11/05/13 7:49am
11/05/2013 7:49 AM
PAUL SQUIRE PHOTO | (L-R) IDA Exectu

PAUL SQUIRE PHOTO | (L-R) IDA executive director Tracy Stark-James takes notes as Skydive Long Island owner Ray Maynard and Barbara Schiano speak to the IDA board Monday night.

Plans to build a two-story tall indoor skydiving tunnel are a little bit closer to taking flight.

The proposal — a new building to house the unique attraction at Skydive Long Island in the Enterprise Park at Calverton — will be subject to a public hearing over requested tax incentives in December, after members of Riverhead’s Industrial Development Agency expressed support for the proposal, with one member of the board calling the plan a “home run.”

COURTESY PHOTO | People skydiving in a vertical wind tunnel.

COURTESY PHOTO | People skydiving in a wind tunnel.

“That’s a really great project,” said IDA executive director Tracy Stark-James at the board’s meeting Monday night in Riverhead Town Hall. “It’s truly a regional draw.”

Skydive Long Island owner Ray Maynard and Barbara Schiano, his wife, told the board their planned attraction would not only allow skydivers to practice jumps in a safe environment, but would also draw tens of thousands more into town during the typical skydiving off-season to experience the indoor wind tunnel — without having to get in a plane.

“There are many people who just go to these indoor wind tunnels to experience freefall who never go skydiving,” Ms. Schiano said.

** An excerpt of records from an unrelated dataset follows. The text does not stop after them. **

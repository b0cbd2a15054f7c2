//! src/client/dispatcher.rs
use crate::configuration::ClientSettings;
use crate::domain::ContactSubmission;
use crate::routes::error_chain_fmt;
use async_trait::async_trait;
use reqwest::{Client, StatusCode};
use std::time::Duration;

/// How a dispatcher handed the submission off.
#[derive(Debug, Clone, PartialEq, Eq)]
pub enum Receipt {
    /// The endpoint accepted it.
    Delivered,
    /// The visitor has to finish sending at this URL.
    Redirect(String),
}

#[derive(thiserror::Error)]
pub enum DispatchError {
    #[error("The endpoint answered with {0}")]
    Rejected(StatusCode),
    #[error("Failed to reach the endpoint")]
    Transport(#[source] reqwest::Error),
}

impl std::fmt::Debug for DispatchError {
    fn fmt(&self, f: &mut std::fmt::Formatter<'_>) -> std::fmt::Result {
        error_chain_fmt(self, f)
    }
}

#[async_trait]
pub trait Dispatcher: Send + Sync {
    /// Sends one validated submission. Never retries.
    async fn submit(&self, submission: &ContactSubmission) -> Result<Receipt, DispatchError>;
}

/// Posts the four fields form-encoded to the intake endpoint.
#[derive(Debug, Clone)]
pub struct HttpDispatcher {
    http_client: Client,
    endpoint: String,
}

impl HttpDispatcher {
    /// Without a timeout a hung request only ends when the transport gives up.
    pub fn new(endpoint: String, timeout: Option<Duration>) -> Result<Self, reqwest::Error> {
        let mut builder = Client::builder();
        if let Some(timeout) = timeout {
            builder = builder.timeout(timeout);
        }

        Ok(Self {
            http_client: builder.build()?,
            endpoint,
        })
    }

    pub fn from_settings(settings: &ClientSettings) -> Result<Self, reqwest::Error> {
        Self::new(settings.endpoint.clone(), settings.timeout())
    }
}

#[async_trait]
impl Dispatcher for HttpDispatcher {
    #[tracing::instrument(name = "Posting a contact submission", skip(self, submission))]
    async fn submit(&self, submission: &ContactSubmission) -> Result<Receipt, DispatchError> {
        let response = self
            .http_client
            .post(&self.endpoint)
            .form(submission)
            .send()
            .await
            .map_err(DispatchError::Transport)?;

        let status = response.status();
        if !status.is_success() {
            return Err(DispatchError::Rejected(status));
        }

        Ok(Receipt::Delivered)
    }
}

Skydive Long Island would build a four-story tall building to house the 18-feet high, 14.5-foot wide vertical wind tunnel, which would use giant fans to lift customers into the air.

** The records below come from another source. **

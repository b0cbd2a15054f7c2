//! src/client/whatsapp.rs
use crate::client::{DispatchError, Dispatcher, Receipt};
use crate::domain::ContactSubmission;
use async_trait::async_trait;

const BASE_URL: &str = "https://wa.me";

#[derive(thiserror::Error, Debug, PartialEq, Eq)]
#[error("{0:?} is not a WhatsApp number, expected digits only")]
pub struct InvalidNumber(String);

/// Hands the submission to a WhatsApp chat through a pre-filled `wa.me` deep link.
///
/// Never contacts the intake endpoint.
#[derive(Debug, Clone, PartialEq, Eq)]
pub struct WhatsAppDispatcher {
    number: String,
}

impl WhatsAppDispatcher {
    /// Accepts an international number with or without the leading `+`.
    pub fn new(number: &str) -> Result<Self, InvalidNumber> {
        let digits = number.trim().trim_start_matches('+');
        if digits.is_empty() || !digits.chars().all(|c| c.is_ascii_digit()) {
            return Err(InvalidNumber(number.to_owned()));
        }

        Ok(Self {
            number: digits.to_owned(),
        })
    }

    pub fn link(&self, submission: &ContactSubmission) -> String {
        let text = format!(
            "*New Message From Portfolio*\n\n\
             *Name:* {}\n\
             *Email:* {}\n\
             *Subject:* {}\n\
             *Message:* {}",
            submission.name(),
            submission.email(),
            submission.subject(),
            submission.message()
        );

        format!("{}/{}?text={}", BASE_URL, self.number, urlencoding::encode(&text))
    }
}

#[async_trait]
impl Dispatcher for WhatsAppDispatcher {
    async fn submit(&self, submission: &ContactSubmission) -> Result<Receipt, DispatchError> {
        Ok(Receipt::Redirect(self.link(submission)))
    }
}
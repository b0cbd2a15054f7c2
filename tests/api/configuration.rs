//! tests/api/configuration.rs

use folio::client::{HttpDispatcher, WhatsAppDispatcher};
use folio::configuration::{
    get_configuration, BrevoSettings, NotificationTransport, StorageBackend,
};
use folio::startup::build;
use secrecy::Secret;
use wiremock::{matchers::any, Mock, MockServer, ResponseTemplate};

#[test]
fn local_configuration_is_complete() {
    let config = get_configuration().expect("Failed to read configuration.");

    assert_eq!(config.storage.backend, StorageBackend::Memory);
    assert!(matches!(
        config.notification.transport,
        NotificationTransport::Smtp(_)
    ));
    assert!(HttpDispatcher::from_settings(&config.client).is_ok());
    assert!(WhatsAppDispatcher::new(&config.client.whatsapp_number).is_ok());
}

#[tokio::test]
async fn application_boots_from_configuration() {
    // Arrange
    let email_server = MockServer::start().await;
    Mock::given(any())
        .respond_with(ResponseTemplate::new(201))
        .expect(1)
        .mount(&email_server)
        .await;

    let mut config = get_configuration().expect("Failed to read configuration.");
    config.application.port = 0;
    config.storage.backend = StorageBackend::Memory;
    config.notification.transport = NotificationTransport::Brevo(BrevoSettings {
        api_url: String::new(),
        api_key: Some(Secret::new("test-key".into())),
        timeout_milliseconds: 500,
    });
    config.set_email_url(email_server.uri());

    let app = build(config).await.expect("Failed to build application.");
    let address = format!("http://127.0.0.1:{}", app.port());
    let _ = tokio::spawn(app.run());

    // Act
    let response = reqwest::Client::new()
        .post(&format!("{}/contact", address))
        .form(&[
            ("name", "le guin"),
            ("email", "ursula_le_guin@gmail.com"),
            ("subject", "Earthsea"),
            ("message", "Nice work"),
        ])
        .send()
        .await
        .expect("Failed to execute request.");

    // Assert
    assert_eq!(response.status().as_u16(), 200);
}
#[cfg(test)]
mod tests {
    use super::{CloseCode, Role, WebSocket};
    use crate::connection::Connection;

    use std::cell::RefCell;
    use std::rc::Rc;

    /// Transport mock that records everything the endpoint does to it.
    #[derive(Default)]
    struct MockState {
        sent: Vec<u8>,
        broken: Option<bool>,
    }

    struct MockConnection(Rc<RefCell<MockState>>);

    impl MockConnection {
        fn create() -> (Box<MockConnection>, Rc<RefCell<MockState>>) {
            let state = Rc::new(RefCell::new(MockState::default()));
            (Box::new(MockConnection(state.clone())), state)
        }
    }

    impl Connection for MockConnection {
        fn send_data(&mut self, data: &[u8]) {
            self.0.borrow_mut().sent.extend_from_slice(data);
        }

        fn shutdown(&mut self, clean: bool) {
            self.0.borrow_mut().broken = Some(clean);
        }

        fn peer_id(&self) -> String {
            "mock-peer".to_owned()
        }
    }

    fn open_server() -> (WebSocket, Rc<RefCell<MockState>>) {
        let (connection, state) = MockConnection::create();
        let mut ws = WebSocket::new();
        ws.open(connection, Role::Server);
        (ws, state)
    }

    /// Build a masked frame the way a conforming client would.
    fn masked(first: u8, payload: &[u8]) -> Vec<u8> {
        let key = [0x12, 0x32, 0x31, 0x60];
        assert!(payload.len() < 126);
        let mut frame = vec![first, 0x80 | payload.len() as u8];
        frame.extend_from_slice(&key);
        frame.extend(payload.iter().enumerate().map(|(i, byte)| byte ^ key[i % 4]));
        frame
    }

    #[test]
    fn ping_suppressed_while_close_pending() {
        let (mut ws, state) = open_server();
        ws.close(CloseCode::Normal, "bye");
        let sent_after_close = state.borrow().sent.len();
        ws.ping(b"hello");
        assert_eq!(state.borrow().sent.len(), sent_after_close);
    }

    #[test]
    fn oversized_ping_suppressed() {
        let (mut ws, state) = open_server();
        ws.ping(&[0u8; 126]);
        assert!(state.borrow().sent.is_empty());
        ws.ping(&[0u8; 125]);
        assert_eq!(state.borrow().sent.len(), 2 + 125);
    }

    #[test]
    fn auto_pong_echoes_payload() {
        let (mut ws, state) = open_server();
        let pings = Rc::new(RefCell::new(Vec::new()));
        let sink = pings.clone();
        ws.set_ping_handler(move |data| sink.borrow_mut().push(data.to_vec()));

        ws.on_data_received(&masked(0x89, b"World!"));

        assert_eq!(*pings.borrow(), vec![b"World!".to_vec()]);
        let mut expected = vec![0x8A, 0x06];
        expected.extend_from_slice(b"World!");
        assert_eq!(state.borrow().sent, expected);
    }

    #[test]
    fn fragmented_receive_reassembles() {
        let (mut ws, _state) = open_server();
        let texts = Rc::new(RefCell::new(Vec::new()));
        let sink = texts.clone();
        ws.set_text_handler(move |text| sink.borrow_mut().push(text.to_owned()));

        ws.on_data_received(&masked(0x01, b"Hello,"));
        ws.on_data_received(&masked(0x00, b" "));
        assert!(texts.borrow().is_empty());
        ws.on_data_received(&masked(0x80, b"World!"));

        assert_eq!(*texts.borrow(), vec!["Hello, World!".to_owned()]);
    }

    #[test]
    fn unexpected_continuation_fails_connection() {
        let (mut ws, state) = open_server();
        let closes = Rc::new(RefCell::new(Vec::new()));
        let sink = closes.clone();
        ws.set_close_handler(move |code, reason| {
            sink.borrow_mut().push((u16::from(code), reason.to_owned()));
        });

        ws.on_data_received(&masked(0x80, b"tail"));

        assert_eq!(
            *closes.borrow(),
            vec![(1002, "unexpected continuation frame".to_owned())]
        );
        let sent = state.borrow();
        assert_eq!(&sent.sent[..4], &[0x88, 31, 0x03, 0xEA]);
        assert_eq!(sent.broken, Some(false));
    }

    #[test]
    fn new_data_frame_during_fragmented_message_fails_connection() {
        let (mut ws, _state) = open_server();
        let closes = Rc::new(RefCell::new(Vec::new()));
        let sink = closes.clone();
        ws.set_close_handler(move |code, reason| {
            sink.borrow_mut().push((u16::from(code), reason.to_owned()));
        });

        ws.on_data_received(&masked(0x01, b"start"));
        ws.on_data_received(&masked(0x02, b"oops"));

        assert_eq!(*closes.borrow(), vec![(1002, "last message incomplete".to_owned())]);
    }

    #[test]
    fn reserved_bits_fail_connection() {
        let (mut ws, state) = open_server();
        ws.on_data_received(&masked(0xC2, b"x"));
        assert_eq!(state.borrow().broken, Some(false));
    }

    #[test]
    fn unknown_opcode_fails_connection() {
        let (mut ws, _state) = open_server();
        let closes = Rc::new(RefCell::new(Vec::new()));
        let sink = closes.clone();
        ws.set_close_handler(move |code, reason| {
            sink.borrow_mut().push((u16::from(code), reason.to_owned()));
        });

        ws.on_data_received(&masked(0x83, b""));

        assert_eq!(*closes.borrow(), vec![(1002, "unknown opcode".to_owned())]);
    }

    #[test]
    fn unmasked_frame_to_server_fails_connection() {
        let (mut ws, state) = open_server();
        ws.on_data_received(&[0x89, 0x00]);
        assert_eq!(state.borrow().broken, Some(false));
    }

    #[test]
    fn send_fragmentation_blocks_opposite_type() {
        let (mut ws, state) = open_server();
        ws.send_text("Hello,", false);
        let after_first = state.borrow().sent.len();
        ws.send_binary(b"X", true);
        assert_eq!(state.borrow().sent.len(), after_first);
        ws.send_text("World!", true);
        ws.send_binary(b"X", true);
        assert!(state.borrow().sent.len() > after_first);
    }

    #[test]
    fn close_is_idempotent() {
        let (mut ws, state) = open_server();
        ws.close(CloseCode::Normal, "Goodbye!");
        let first = state.borrow().sent.clone();
        ws.close(CloseCode::Normal, "One more time!");
        assert_eq!(state.borrow().sent, first);
    }

    #[test]
    fn abnormal_close_emits_no_frame_but_reports() {
        let (mut ws, state) = open_server();
        let closes = Rc::new(RefCell::new(Vec::new()));
        let sink = closes.clone();
        ws.set_close_handler(move |code, reason| {
            sink.borrow_mut().push((u16::from(code), reason.to_owned()));
        });

        ws.close(CloseCode::Abnormal, "gone");

        assert!(state.borrow().sent.is_empty());
        assert_eq!(*closes.borrow(), vec![(1006, "gone".to_owned())]);
    }

    #[test]
    fn broken_transport_reports_abnormal_close() {
        let (mut ws, state) = open_server();
        let closes = Rc::new(RefCell::new(Vec::new()));
        let sink = closes.clone();
        ws.set_close_handler(move |code, reason| {
            sink.borrow_mut().push((u16::from(code), reason.to_owned()));
        });
        let diagnostics = Rc::new(RefCell::new(Vec::new()));
        let sink = diagnostics.clone();
        let _subscription = ws.subscribe_to_diagnostics(
            move |name, level, message| {
                sink.borrow_mut().push(format!("{}[{}]: {}", name, level, message));
            },
            0,
        );

        ws.on_broken(false);

        assert!(state.borrow().sent.is_empty());
        assert_eq!(*closes.borrow(), vec![(1006, "connection broken by peer".to_owned())]);
        assert_eq!(
            *diagnostics.borrow(),
            vec!["websock[1]: Connection to mock-peer broken by peer".to_owned()]
        );
    }

    #[test]
    fn handlers_silent_after_session_closed() {
        let (mut ws, _state) = open_server();
        let texts = Rc::new(RefCell::new(0));
        let sink = texts.clone();
        ws.set_text_handler(move |_| *sink.borrow_mut() += 1);

        ws.close(CloseCode::Normal, "bye");
        ws.on_data_received(&masked(0x88, &[0x03, 0xE8]));
        ws.on_data_received(&masked(0x81, b"late"));

        assert_eq!(*texts.borrow(), 0);
    }
}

“It’s going to bring a lot more people to the town,” Mr. Maynard said, adding that the nearest indoor skydiving attractions were in New Hampshire and North Carolina.

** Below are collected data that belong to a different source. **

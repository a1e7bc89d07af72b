//! Opening-handshake scenarios: client/server header exchange, accept-key
//! derivation, and trailer handling.

use std::cell::RefCell;
use std::rc::Rc;

use http::header::HeaderValue;
use http::{Method, Request, Response};
use sha1::{Digest, Sha1};
use websock::handshake::headers::TryParse;
use websock::{Connection, Error, WebSocket};

#[derive(Default)]
struct MockState {
    sent: Vec<u8>,
    broken: Option<bool>,
}

struct MockConnection(Rc<RefCell<MockState>>);

impl MockConnection {
    fn create() -> (Box<MockConnection>, Rc<RefCell<MockState>>) {
        let state = Rc::new(RefCell::new(MockState::default()));
        (Box::new(MockConnection(state.clone())), state)
    }
}

impl Connection for MockConnection {
    fn send_data(&mut self, data: &[u8]) {
        self.0.borrow_mut().sent.extend_from_slice(data);
    }

    fn shutdown(&mut self, clean: bool) {
        self.0.borrow_mut().broken = Some(clean);
    }

    fn peer_id(&self) -> String {
        "mock-peer".to_owned()
    }
}

fn upgrade_request(key: &str) -> Request<()> {
    let mut request = Request::new(());
    *request.method_mut() = Method::GET;
    let headers = request.headers_mut();
    headers.insert("Connection", HeaderValue::from_static("upgrade"));
    headers.insert("Upgrade", HeaderValue::from_static("websocket"));
    headers.insert("Sec-WebSocket-Version", HeaderValue::from_static("13"));
    headers.insert("Sec-WebSocket-Key", HeaderValue::from_str(key).unwrap());
    request
}

#[test]
fn accept_key_derivation() {
    // key that base64-decodes to "abcdefghijklmnop"
    let key = "YWJjZGVmZ2hpamtsbW5vcA==";
    assert_eq!(base64::decode(key).unwrap(), b"abcdefghijklmnop");

    let (connection, _state) = MockConnection::create();
    let mut ws = WebSocket::new();
    let request = upgrade_request(key);
    let mut response = Response::new(());
    ws.open_as_server(connection, &request, &mut response, b"").unwrap();

    let mut sha1 = Sha1::new();
    sha1.update(key.as_bytes());
    sha1.update(b"258EAFA5-E914-47DA-95CA-C5AB0DC85B11");
    let expected = base64::encode(sha1.finalize().as_slice());

    assert_eq!(response.status().as_u16(), 101);
    assert_eq!(
        response.headers().get("Sec-WebSocket-Accept").unwrap(),
        expected.as_str()
    );
    assert_eq!(response.headers().get("Upgrade").unwrap(), "websocket");
    let connection_tokens: Vec<_> = response
        .headers()
        .get_all("Connection")
        .iter()
        .filter_map(|value| value.to_str().ok())
        .collect();
    assert!(connection_tokens.contains(&"upgrade"));
}

#[test]
fn rfc_sample_key_round_trips_between_roles() {
    // client prepares its request
    let mut client = WebSocket::new();
    let mut request = Request::new(());
    *request.method_mut() = Method::GET;
    client.start_open_as_client(&mut request);
    assert_eq!(request.headers().get("Sec-WebSocket-Version").unwrap(), "13");
    assert_eq!(request.headers().get("Upgrade").unwrap(), "websocket");

    // server validates it and produces its reply
    let (server_connection, server_state) = MockConnection::create();
    let mut server = WebSocket::new();
    let mut response = Response::new(());
    server.open_as_server(server_connection, &request, &mut response, b"").unwrap();

    // client accepts the reply
    let (client_connection, client_state) = MockConnection::create();
    client.complete_open_as_client(client_connection, &response).unwrap();

    // the session works end to end: client ping, server auto-pong
    let pongs = Rc::new(RefCell::new(Vec::new()));
    let sink = pongs.clone();
    client.set_pong_handler(move |data| sink.borrow_mut().push(data.to_vec()));

    client.ping(b"hi");
    let client_out = client_state.borrow().sent.clone();
    server.on_data_received(&client_out);
    let server_out = server_state.borrow().sent.clone();
    client.on_data_received(&server_out);

    assert_eq!(*pongs.borrow(), vec![b"hi".to_vec()]);
}

#[test]
fn client_rejects_tampered_accept() {
    let mut client = WebSocket::new();
    let mut request = Request::new(());
    *request.method_mut() = Method::GET;
    client.start_open_as_client(&mut request);

    let (server_connection, _state) = MockConnection::create();
    let mut server = WebSocket::new();
    let mut response = Response::new(());
    server.open_as_server(server_connection, &request, &mut response, b"").unwrap();

    response
        .headers_mut()
        .insert("Sec-WebSocket-Accept", HeaderValue::from_static("bm9wZQ=="));

    let (client_connection, state) = MockConnection::create();
    let result = client.complete_open_as_client(client_connection, &response);
    assert!(matches!(result, Err(Error::Protocol(_))));
    // a failed handshake emits nothing
    assert!(state.borrow().sent.is_empty());
}

#[test]
fn client_surfaces_http_error_status() {
    let mut client = WebSocket::new();
    let mut request = Request::new(());
    *request.method_mut() = Method::GET;
    client.start_open_as_client(&mut request);

    let mut response = Response::new(());
    *response.status_mut() = http::StatusCode::FORBIDDEN;

    let (client_connection, _state) = MockConnection::create();
    assert!(matches!(
        client.complete_open_as_client(client_connection, &response),
        Err(Error::Http(403))
    ));
}

#[test]
fn server_rejects_bad_request_and_leaves_response_untouched() {
    let mut request = upgrade_request("dGhlIHNhbXBsZSBub25jZQ==");
    request
        .headers_mut()
        .insert("Sec-WebSocket-Version", HeaderValue::from_static("8"));

    let (connection, state) = MockConnection::create();
    let mut ws = WebSocket::new();
    let mut response = Response::new(());
    assert!(ws.open_as_server(connection, &request, &mut response, b"").is_err());
    assert_eq!(response.status().as_u16(), 200);
    assert!(response.headers().get("Sec-WebSocket-Accept").is_none());
    assert!(state.borrow().sent.is_empty());
}

#[test]
fn trailer_bytes_are_processed_as_frames() {
    let request = upgrade_request("dGhlIHNhbXBsZSBub25jZQ==");

    // a masked ping that arrived in the same segment as the request
    let key = [0x01u8, 0x02, 0x03, 0x04];
    let mut trailer = vec![0x89, 0x82];
    trailer.extend_from_slice(&key);
    trailer.extend(b"hi".iter().enumerate().map(|(i, byte)| byte ^ key[i % 4]));

    let (connection, state) = MockConnection::create();
    let mut ws = WebSocket::new();
    let pings = Rc::new(RefCell::new(Vec::new()));
    let sink = pings.clone();
    ws.set_ping_handler(move |data| sink.borrow_mut().push(data.to_vec()));

    let mut response = Response::new(());
    ws.open_as_server(connection, &request, &mut response, &trailer).unwrap();

    assert_eq!(*pings.borrow(), vec![b"hi".to_vec()]);
    assert_eq!(state.borrow().sent, vec![0x8A, 0x02, b'h', b'i']);
}

#[test]
fn raw_request_bytes_parse_into_containers() {
    const DATA: &[u8] = b"\
        GET /chat HTTP/1.1\r\n\
        Host: example.com\r\n\
        Connection: Upgrade\r\n\
        Upgrade: websocket\r\n\
        Sec-WebSocket-Version: 13\r\n\
        Sec-WebSocket-Key: dGhlIHNhbXBsZSBub25jZQ==\r\n\
        \r\n";
    let (size, request) = Request::try_parse(DATA).unwrap().unwrap();
    assert_eq!(size, DATA.len());

    let (connection, _state) = MockConnection::create();
    let mut ws = WebSocket::new();
    let mut response = Response::new(());
    ws.open_as_server(connection, &request, &mut response, b"").unwrap();

    assert_eq!(
        response.headers().get("Sec-WebSocket-Accept").unwrap(),
        "s3pPLMBiTxaQ9kYGzzhZRbK+xOo="
    );
}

Mr. Maynard also said that, while tunnels are used by professional skydivers to train, the general public could buy time inside the tunnel with an instructor in 2-minute blocks. Up to six experienced skydivers could use the tunnel for practicing formation diving.

The project — estimated to cost between $4.5 million to $5 million — would also feature glass running windows along the side of the tunnel, allowing onlookers to see in. It would take up to a year to build the structure, Ms. Schiano said.

Skydive Long Island — which has been in operation out of Calverton since 2000 — is asking for three types of tax incentives: a sales tax exemption, a mortgage tax exemption and a deal on its real property taxes, Ms. Stark-James said.

The sales tax exemption would apply to all construction material purchases, from building supplies to lighting fixtures for the new building.

Skydive Long Island has already secured partial funding for the project through the U.S. Small Business Administraiton, which doesn’t require mortgage tax to be paid. The local mortgage recording tax exemption would apply to the remainder not covered under the SBA and would eliminate the usual 1.05 percent tax.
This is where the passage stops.